ZipEntry.getSize

R

Roedy Green

I can create zip files that Winzip says are valid.
All the lengths are there. They pass the test.

I can read zip files that Winzip creates.

However, I can't read zip files that I create in Java with
ZipOutputSTream. It claims the lengths of each entry are 0.
Is there some trick to making this work?

Here is a slightly simplified version of what I am doing to create the
zip:

String elementName = "adir/afile.txt";
ZipEntry entry = new ZipEntry( elementName );

File elementFile = new File ( "adir/afile.txt" );
entry.setTime( elementFile.getLastModified() );
int fileLength = (int) elementFile.length();

entry.setSize( fileLength );

FileInputStream fis = new FileInputStream ( elementFile );
byte[] wholeFile = new byte [ fileLength ];
int bytesRead = fis.read( wholeFile, 0 /* offset */, fileLength
);
fis.close();

// no need to setCRC, computed automatically.
zip.putNextEntry( entry );

zip.write( wholeFile, 0, fileLength );
zip.closeEntry();

I am getting the horrible feeling that ZipOutputstream is stupidly
designed so that it is up to you to fill in fields like size, CRC,
compressed size by ESP, otherwise only the summary at the end of the
file is accurate.
 
R

Roedy Green

I am getting the horrible feeling that ZipOutputstream is stupidly
designed so that it is up to you to fill in fields like size, CRC,
compressed size by ESP, otherwise only the summary at the end of the
file is accurate.

I sniffed the files ZipOutputStream generates.
The local headers have 0 in the crc-32
uncompressed size and compressed size fields.

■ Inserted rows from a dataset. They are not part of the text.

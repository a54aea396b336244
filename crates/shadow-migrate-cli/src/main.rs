//! shadow-migrate CLI - schema migration for history and trash shadow tables.

use clap::{Parser, Subcommand};
use shadow_migrate::{Config, MigrateError, MigrationReport, PgBackend, RunContext, ShadowMigrator};
use std::path::PathBuf;
use std::process::ExitCode;
use std::time::Instant;
use tracing::{info, Level};

#[derive(Parser)]
#[command(name = "shadow-migrate")]
#[command(about = "Schema migration for history and trash shadow tables")]
#[command(version)]
struct Cli {
    /// Path to YAML configuration file
    #[arg(short, long, default_value = "config.yaml")]
    config: PathBuf,

    /// Output JSON result to stdout
    #[arg(long)]
    output_json: bool,

    /// Log format: text or json
    #[arg(long, default_value = "text")]
    log_format: String,

    /// Log verbosity: debug, info, warn, error
    #[arg(long, default_value = "info")]
    verbosity: String,

    #[command(subcommand)]
    command: Commands,
}

#[derive(Subcommand)]
enum Commands {
    /// Run the shadow-table migration
    Run,

    /// Test the database connection
    HealthCheck,
}

#[tokio::main]
async fn main() -> ExitCode {
    match run().await {
        Ok(code) => code,
        Err(e) => {
            eprintln!("{}", e.format_detailed());
            ExitCode::from(e.exit_code())
        }
    }
}

async fn run() -> Result<ExitCode, MigrateError> {
    let cli = Cli::parse();

    setup_logging(&cli.verbosity, &cli.log_format)
        .map_err(|e| MigrateError::Config(e.to_string()))?;

    let config = Config::load(&cli.config)?;
    info!("Loaded configuration from {:?}", cli.config);

    match cli.command {
        Commands::Run => {
            let report = migrate(&config).await?;

            if cli.output_json {
                println!("{}", report.to_json()?);
            } else {
                println!("\nMigration completed!");
                println!("  Run ID: {}", report.run_id);
                println!("  Duration: {:.2}s", report.duration_seconds());
                println!(
                    "  Junction tables created: {}",
                    report.junction_tables_created
                );
                println!("  Junction rows migrated: {}", report.junction_rows_migrated);
                println!("  Columns added: {}", report.columns_added);
                println!("  History rows updated: {}", report.history_rows_updated);
                if !report.failures.is_empty() {
                    println!("  Failures:");
                    for failure in &report.failures {
                        println!("    - {}", failure);
                    }
                }
            }

            if !report.failures.is_empty() {
                eprintln!(
                    "migration finished with {} failures",
                    report.failures.len()
                );
            }
            return Ok(ExitCode::from(completion_code(&report)));
        }

        Commands::HealthCheck => {
            let start = Instant::now();
            let result = check_connection(&config).await;
            let latency_ms = start.elapsed().as_millis() as u64;

            if cli.output_json {
                println!(
                    "{}",
                    serde_json::to_string_pretty(&serde_json::json!({
                        "connected": result.is_ok(),
                        "latency_ms": latency_ms,
                        "error": result.as_ref().err().map(|e| e.to_string()),
                    }))?
                );
            } else {
                match &result {
                    Ok(()) => println!("Database: OK ({}ms)", latency_ms),
                    Err(e) => println!("Database: FAILED\n  Error: {}", e),
                }
            }

            result?;
        }
    }

    Ok(ExitCode::SUCCESS)
}

/// Exit code for a run that completed: zero only when nothing failed.
fn completion_code(report: &MigrationReport) -> u8 {
    if report.failures.is_empty() {
        0
    } else {
        1
    }
}

/// Connect to the configured backend and run the full migration.
async fn migrate(config: &Config) -> Result<MigrationReport, MigrateError> {
    let ctx = RunContext::for_dialect(config.database.dialect()?);

    match config.database.normalized_type()? {
        "postgres" => {
            let backend = PgBackend::connect(&config.database).await?;
            ShadowMigrator::new(&backend, ctx).run().await
        }
        #[cfg(feature = "mysql")]
        "mysql" => {
            let backend = shadow_migrate::MysqlBackend::connect(&config.database).await?;
            ShadowMigrator::new(&backend, ctx).run().await
        }
        #[cfg(not(feature = "mysql"))]
        "mysql" => Err(MigrateError::Config(
            "built without MySQL support (enable the `mysql` feature)".to_string(),
        )),
        _ => unreachable!(),
    }
}

async fn check_connection(config: &Config) -> Result<(), MigrateError> {
    match config.database.normalized_type()? {
        "postgres" => {
            PgBackend::connect(&config.database).await?;
            Ok(())
        }
        #[cfg(feature = "mysql")]
        "mysql" => {
            shadow_migrate::MysqlBackend::connect(&config.database).await?;
            Ok(())
        }
        #[cfg(not(feature = "mysql"))]
        "mysql" => Err(MigrateError::Config(
            "built without MySQL support (enable the `mysql` feature)".to_string(),
        )),
        _ => unreachable!(),
    }
}

#[cfg(test)]
mod tests {
    use super::*;
    use chrono::Utc;

    fn report() -> MigrationReport {
        MigrationReport {
            run_id: "run".to_string(),
            started_at: Utc::now(),
            completed_at: Utc::now(),
            junction_tables_created: 0,
            junction_rows_migrated: 0,
            columns_added: 0,
            history_rows_updated: 0,
            failures: Vec::new(),
        }
    }

    #[test]
    fn test_completion_code_zero_only_without_failures() {
        assert_eq!(completion_code(&report()), 0);

        let mut failed = report();
        failed.failures.push("table x: statement failed".to_string());
        assert_eq!(completion_code(&failed), 1);
        // isolated failures are not a configuration error
        assert_ne!(
            completion_code(&failed),
            MigrateError::Config(String::new()).exit_code()
        );
    }
}

fn setup_logging(verbosity: &str, format: &str) -> Result<(), String> {
    let level = match verbosity.to_lowercase().as_str() {
        "debug" => Level::DEBUG,
        "info" => Level::INFO,
        "warn" => Level::WARN,
        "error" => Level::ERROR,
        _ => Level::INFO,
    };

    let subscriber = tracing_subscriber::fmt()
        .with_max_level(level)
        .with_target(false);

    if format == "json" {
        subscriber.json().init();
    } else {
        subscriber.init();
    }

    Ok(())
}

I have a sneaky feeling somebody should be shot, or least fired. I
hope I am just using the ZipOutputStream class incorrectly.
 
R

Roedy Green

I sniffed the files ZipOutputStream generates.
The local headers have 0 in the crc-32
uncompressed size and compressed size fields.

I discovered though that bit 3 of the general flags is on. This is
used for streams that are not seekable. ZipOutputStream works as a
stream, even, for example, as a socket.

There is a lame way in the PKZip format to put the lengths AFTER the
data.

However, that just procrastinates the problem. When you go to read,
the fool ZipInputstream can't scan ahead to find the lengths, because
that too is a stream. So you have to read the stream not knowing the
size of the element. It won't even leave the length YOU set in the
header intact.

The alternative, may be to use ZipFile to read, which uses the index
at the end and allows random access.
 
S

Steve Claflin

Roedy said:
I can create zip files that Winzip says are valid.
All the lengths are there. They pass the test.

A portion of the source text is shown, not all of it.